Now that the female has moved on from egg-laying-mode to incubation-mode, I've switched off motion detection in favour of live streaming.
It was more of a struggle than I'd expected to get streaming working, but I can now view the action live (well, live-ish if you ignore the 3 second delay) on one or more clients running VLC.
Video can be recorded on the server (i.e. the Raspberry Pi) or on a client.
Client recording using VLC > Media > Open Network Stream... has the benefit of allowing the live feed to be viewed at the same time. The disadvantage is that any transmission data loss results in pixelation in the recording.
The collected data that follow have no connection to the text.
//! Offset pagination and ordering for topic listings.

use std::fmt;

use serde::{Deserialize, Serialize};

/// Page size used when the caller does not pick one
pub const DEFAULT_PAGE_SIZE: u32 = 5;

/// Largest page a single request may ask for
pub const MAX_PAGE_SIZE: u32 = 100;

/// Columns a listing can be ordered by
#[derive(Debug, Clone, Copy, Default, PartialEq, Eq, Hash, Serialize, Deserialize)]
#[serde(rename_all = "camelCase")]
pub enum SortField {
    #[default]
    Id,
    Title,
    CreationDate,
    Status,
}

impl SortField {
    /// Parse the public (camelCase) field name used in query strings
    pub fn parse(value: &str) -> Option<Self> {
        match value {
            "id" => Some(Self::Id),
            "title" => Some(Self::Title),
            "creationDate" => Some(Self::CreationDate),
            "status" => Some(Self::Status),
            _ => None,
        }
    }

    /// Column of the `topics t` alias this field orders by. Titles compare by
    /// code point under the "C" collation, the same order `str::cmp` gives.
    pub const fn column(self) -> &'static str {
        match self {
            Self::Id => "t.id",
            Self::Title => r#"t.title COLLATE "C""#,
            Self::CreationDate => "t.created_at",
            Self::Status => "t.status",
        }
    }
}

impl fmt::Display for SortField {
    fn fmt(&self, f: &mut fmt::Formatter<'_>) -> fmt::Result {
        let name = match self {
            Self::Id => "id",
            Self::Title => "title",
            Self::CreationDate => "creationDate",
            Self::Status => "status",
        };
        f.write_str(name)
    }
}

#[derive(Debug, Clone, Copy, Default, PartialEq, Eq, Hash, Serialize, Deserialize)]
#[serde(rename_all = "lowercase")]
pub enum SortDirection {
    Asc,
    #[default]
    Desc,
}

impl SortDirection {
    pub fn parse(value: &str) -> Option<Self> {
        if value.eq_ignore_ascii_case("asc") {
            Some(Self::Asc)
        } else if value.eq_ignore_ascii_case("desc") {
            Some(Self::Desc)
        } else {
            None
        }
    }

    pub const fn keyword(self) -> &'static str {
        match self {
            Self::Asc => "ASC",
            Self::Desc => "DESC",
        }
    }
}

/// Which slice of a listing to fetch and in what order.
///
/// The default is the first page of five, newest id first.
#[derive(Debug, Clone, Copy, PartialEq, Eq, Hash, Serialize, Deserialize)]
pub struct PageRequest {
    /// Zero-based page number
    pub page: u32,
    /// Items per page, always in `1..=MAX_PAGE_SIZE`
    pub size: u32,
    pub sort: SortField,
    pub direction: SortDirection,
}

impl Default for PageRequest {
    fn default() -> Self {
        Self {
            page: 0,
            size: DEFAULT_PAGE_SIZE,
            sort: SortField::default(),
            direction: SortDirection::default(),
        }
    }
}

impl PageRequest {
    /// Build a request, clamping the size into `1..=MAX_PAGE_SIZE`
    pub fn new(page: u32, size: u32, sort: SortField, direction: SortDirection) -> Self {
        Self {
            page,
            size: size.clamp(1, MAX_PAGE_SIZE),
            sort,
            direction,
        }
    }

    /// Number of rows to skip
    pub fn offset(&self) -> u64 {
        u64::from(self.page) * u64::from(self.size)
    }
}

/// A bounded slice of an ordered result set plus the totals a client needs
/// to paginate
#[derive(Debug, Clone, PartialEq, Eq, Serialize, Deserialize)]
#[serde(rename_all = "camelCase")]
pub struct Page<T> {
    pub content: Vec<T>,
    /// Zero-based page number
    pub number: u32,
    pub size: u32,
    pub total_elements: u64,
    pub total_pages: u32,
    pub first: bool,
    pub last: bool,
}

impl<T> Page<T> {
    pub fn new(content: Vec<T>, request: &PageRequest, total_elements: u64) -> Self {
        let size = u64::from(request.size.max(1));
        let total_pages = u32::try_from(total_elements.div_ceil(size)).unwrap_or(u32::MAX);

        Self {
            content,
            number: request.page,
            size: request.size,
            total_elements,
            total_pages,
            first: request.page == 0,
            last: request.page.saturating_add(1) >= total_pages,
        }
    }

    /// Convert every item, keeping the page metadata
    pub fn map<U, F>(self, f: F) -> Page<U>
    where
        F: FnMut(T) -> U,
    {
        Page {
            content: self.content.into_iter().map(f).collect(),
            number: self.number,
            size: self.size,
            total_elements: self.total_elements,
            total_pages: self.total_pages,
            first: self.first,
            last: self.last,
        }
    }
}
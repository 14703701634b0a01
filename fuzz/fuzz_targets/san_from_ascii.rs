#![no_main]

use libfuzzer_sys::fuzz_target;
use rochade::san::SanPlus;

fuzz_target!(|data: &[u8]| {
    let Ok(san) = SanPlus::from_ascii(data) else {
        return;
    };
    let roundtripped = SanPlus::from_ascii(san.to_string().as_bytes()).expect("roundtrip");
    assert_eq!(san, roundtripped);
});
Server recording gives the best quality, but we lose the live video stream.
The Network is the Weakest Link
Having read a bit about video streaming with the Raspberry Pi, I settled on RTSP (Real Time Streaming Protocol) and found this info on the MyBigIdeas website.
So all I had to do was use this command on the RaspberryPi:-
raspivid -o - -t 9999999 | cvlc -vvv stream:///dev/stdin --sout '#rtp{sdp=rtsp://:8554/}' :demux=h264
...and do this using VLC on my Lubuntu laptop:-
rtsp://<192.168.0.15>:8554/ {the IP is my RaspberryPi}
...and then it should work.
But it didn't. VLC just gave me:-
VLC is unable to open the MRL 'rtsp://192.168.0.15:8554/'.
Check the log for details.
...and so started a few hours of internet research (which suggested it was a Samba problem, or maybe I needed Live555) and lots of tinkering.
Eventually I gave up on the internet and (as VLC refused to provide me with previously mentioned Logs) I ran cvlc from the command line.
Long-story-short, the main issue seemed to be that my Mickey Mouse network could not cope with the amount of data being chucked at it.
Success came when I lowered the image resolution, and I'm currently using this command:-
raspivid -o - -w 640 -h 480 -fps 30 -t 9999999 | cvlc stream:///dev/stdin --sout '#rtp{sdp=rtsp://:8554/}' :demux=h264
As previously mentioned, to edit this with Avidemux, I have to apply a video wrapper using MP4Box.
As my RaspberryPi has a nice fast Edimax wifi dongle, I want to try swapping out my 54Mbs Netgear DG834G wifi router (Steady but Slow) with my Netgear DGN2200 (Fast but Flakey).
How many eggs?
The female eventually laid 10 eggs, not bad for a great tit. So the plan has been updated.
Whatever happened to the robins?
Having rejected my perfectly acceptable bird box (with twin analogue cameras) earlier in the year, I managed to track down the robins this weekend.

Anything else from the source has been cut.